Tata Power may commission first unit of Mundra project by Sept
Tata Power is all set to commission the first 800-Mw unit of India’s first ultra mega power project at Mundra in Gujarat by September 2011.
Coastal Gujarat Power Ltd, the special purpose vehicle implementing the 4,000-Mw (5×800-Mw) project, had completed 65 per cent of the work, the country’s largest private sector power utility said in a recent analyst presentation. About 11,000 people are working on the site to meet the deadlines.
Erection of boiler pressure parts for the final three units and work on chimneys and 400-Kv switch yard are proceeding as per schedule. Structural fabrication of external coal handling system is 85 per cent complete, but requires diversion of a village road to complete the remaining work. Coal jetty with ship unloading facilities is expected to be ready this month.
Distributed control system switch on and boiler hydro testing of the second unit were successfully completed in September. Work is in progress on the 400-Kv power evacuation lines and efforts are on to obtain the required right of way in time for one of the sections of the line.

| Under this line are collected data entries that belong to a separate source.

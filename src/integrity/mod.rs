//! Integrity layer
//!
//! A payload's checksum is CRC32 (IEEE) over its canonical serialization,
//! rendered as 8 lowercase hex digits. Canonical serialization is compact
//! JSON with object keys sorted at every depth, so two equal payloads always
//! produce the same bytes and the same checksum regardless of how their
//! objects were built.
//!
//! The checksum detects accidental corruption only. It is not keyed and
//! offers no protection against deliberate tampering.

use crc32fast::Hasher;
use serde_json::Value;

/// Serializes `payload` to canonical JSON bytes.
pub fn canonical_bytes(payload: &Value) -> Vec<u8> {
    let mut out = Vec::with_capacity(64);
    write_canonical(payload, &mut out);
    out
}

fn write_canonical(value: &Value, out: &mut Vec<u8>) {
    match value {
        Value::Object(map) => {
            let mut entries: Vec<(&String, &Value)> = map.iter().collect();
            entries.sort_by(|a, b| a.0.cmp(b.0));
            out.push(b'{');
            for (i, (key, val)) in entries.into_iter().enumerate() {
                if i > 0 {
                    out.push(b',');
                }
                write_scalar(&Value::String(key.clone()), out);
                out.push(b':');
                write_canonical(val, out);
            }
            out.push(b'}');
        }
        Value::Array(items) => {
            out.push(b'[');
            for (i, item) in items.iter().enumerate() {
                if i > 0 {
                    out.push(b',');
                }
                write_canonical(item, out);
            }
            out.push(b']');
        }
        scalar => write_scalar(scalar, out),
    }
}

fn write_scalar(value: &Value, out: &mut Vec<u8>) {
    // Serializing a scalar into a Vec cannot fail
    if serde_json::to_writer(&mut *out, value).is_err() {
        out.extend_from_slice(b"null");
    }
}

/// CRC32 over raw bytes, as lowercase hex.
pub fn checksum_bytes(data: &[u8]) -> String {
    let mut hasher = Hasher::new();
    hasher.update(data);
    format!("{:08x}", hasher.finalize())
}

/// Checksum of a payload (over its canonical serialization).
pub fn hash(payload: &Value) -> String {
    checksum_bytes(&canonical_bytes(payload))
}

/// Verifies raw canonical bytes against a stored checksum.
pub fn verify_bytes(data: &[u8], expected: &str) -> bool {
    checksum_bytes(data) == expected
}

/// Verifies a payload against a stored checksum.
pub fn verify(payload: &Value, expected: &str) -> bool {
    hash(payload) == expected
}
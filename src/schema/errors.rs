//! Schema registry errors

use thiserror::Error;

/// Result type for schema registry operations
pub type SchemaResult<T> = Result<T, SchemaError>;

/// Errors raised while declaring stores and indexes
#[derive(Debug, Clone, PartialEq, Eq, Error)]
pub enum SchemaError {
    #[error("invalid store name '{0}': expected 1-64 chars of [A-Za-z0-9_-]")]
    InvalidStoreName(String),

    #[error("store already registered: {0}")]
    DuplicateStore(String),

    #[error("unknown store: {0}")]
    UnknownStore(String),

    #[error("index '{index}' already declared on store '{store}'")]
    DuplicateIndex { store: String, index: String },

    #[error("invalid key path '{0}'")]
    InvalidKeyPath(String),

    #[error("schema version must increase: current {current}, requested {requested}")]
    VersionNotIncreasing { current: u32, requested: u32 },
}
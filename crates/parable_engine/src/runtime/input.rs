use crate::locomotion::LocomotionInput;
use crate::scene::Pose;

/// One tracked hand for one frame. `*_pressed`/`*_released` are edges, set
/// only on the frame the button changed.
#[derive(Debug, Clone, Copy, PartialEq)]
pub struct HandInput {
    /// Pose relative to the player rig root.
    pub local_pose: Pose,
    pub grip_pressed: bool,
    pub grip_released: bool,
    pub trigger_pressed: bool,
}

impl HandInput {
    pub fn at(local_pose: Pose) -> Self {
        Self {
            local_pose,
            grip_pressed: false,
            grip_released: false,
            trigger_pressed: false,
        }
    }

    pub fn with_grip_pressed(mut self, pressed: bool) -> Self {
        self.grip_pressed = pressed;
        self
    }

    pub fn with_grip_released(mut self, released: bool) -> Self {
        self.grip_released = released;
        self
    }

    pub fn with_trigger_pressed(mut self, pressed: bool) -> Self {
        self.trigger_pressed = pressed;
        self
    }
}

#[derive(Debug, Clone, Copy, Default, PartialEq, Eq)]
pub struct DesktopInput {
    /// Grabs the hovered object, or drops the carried one.
    pub grab_toggle_pressed: bool,
    pub activate_pressed: bool,
}

/// Everything the runtime reads from devices for one frame. Channels left as
/// `None` are not driven that frame and keep their hover state.
#[derive(Debug, Clone, Copy, Default, PartialEq)]
pub struct FrameInput {
    locomotion: LocomotionInput,
    head_local: Option<Pose>,
    left_hand: Option<HandInput>,
    right_hand: Option<HandInput>,
    desktop: Option<DesktopInput>,
}

impl FrameInput {
    pub fn empty() -> Self {
        Self::default()
    }

    pub fn with_locomotion(mut self, locomotion: LocomotionInput) -> Self {
        self.locomotion = locomotion;
        self
    }

    pub fn with_head_pose(mut self, local: Pose) -> Self {
        self.head_local = Some(local);
        self
    }

    pub fn with_left_hand(mut self, hand: HandInput) -> Self {
        self.left_hand = Some(hand);
        self
    }

    pub fn with_right_hand(mut self, hand: HandInput) -> Self {
        self.right_hand = Some(hand);
        self
    }

    pub fn with_desktop(mut self, desktop: DesktopInput) -> Self {
        self.desktop = Some(desktop);
        self
    }

    pub fn locomotion(&self) -> &LocomotionInput {
        &self.locomotion
    }

    pub fn head_pose(&self) -> Option<Pose> {
        self.head_local
    }

    pub fn left_hand(&self) -> Option<HandInput> {
        self.left_hand
    }

    pub fn right_hand(&self) -> Option<HandInput> {
        self.right_hand
    }

    pub fn desktop(&self) -> Option<DesktopInput> {
        self.desktop
    }
}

Tight project timelines for transmission and generation commissioning and smooth coordination across multiple vendors on site will be crucial to the project progress, said Tata Power.
After the commissioning of the first unit in September, the company hoped to commission the remaining four units at an interval of every four months, said Tata Power.
Out of the total project cost of Rs 17,000 crore, Tata Power had invested Rs 5,816 crore as debt and Rs 2,937 crore as equity investment till the second quarter of 2010-11. The project is funded on a 75:25 debt-to-equity ratio by a consortium of banks, including State Bank of India, International Finance Corporation, Asian Development Bank, KEIC and K-Exim.
The imported coal-based project requires 11-12 million tonnes per annum (mtpa) coal and Tata Power has off-take agreements for about 10.11 mtpa with KPC and Arutmin mines of Bumi resources, in which the company had picked up stakes a few years ago. The company is also scouting for additional mines in Australia, Mozambique and South Africa.
Tata Power has also floated a shipping subsidiary, Trust Energy Resources, with base in Singapore for owning ships to meet shipping requirements and trading in fuels. Another subsidiary, Energy Eastern, was also floated for chartering of ships. It is estimated that the Mundra project will require eight vessels to ship coal. The company has purchased two Korean-build vessels scheduled for delivery by 2011 and has already chartered three vessels to import coal from Indonesia.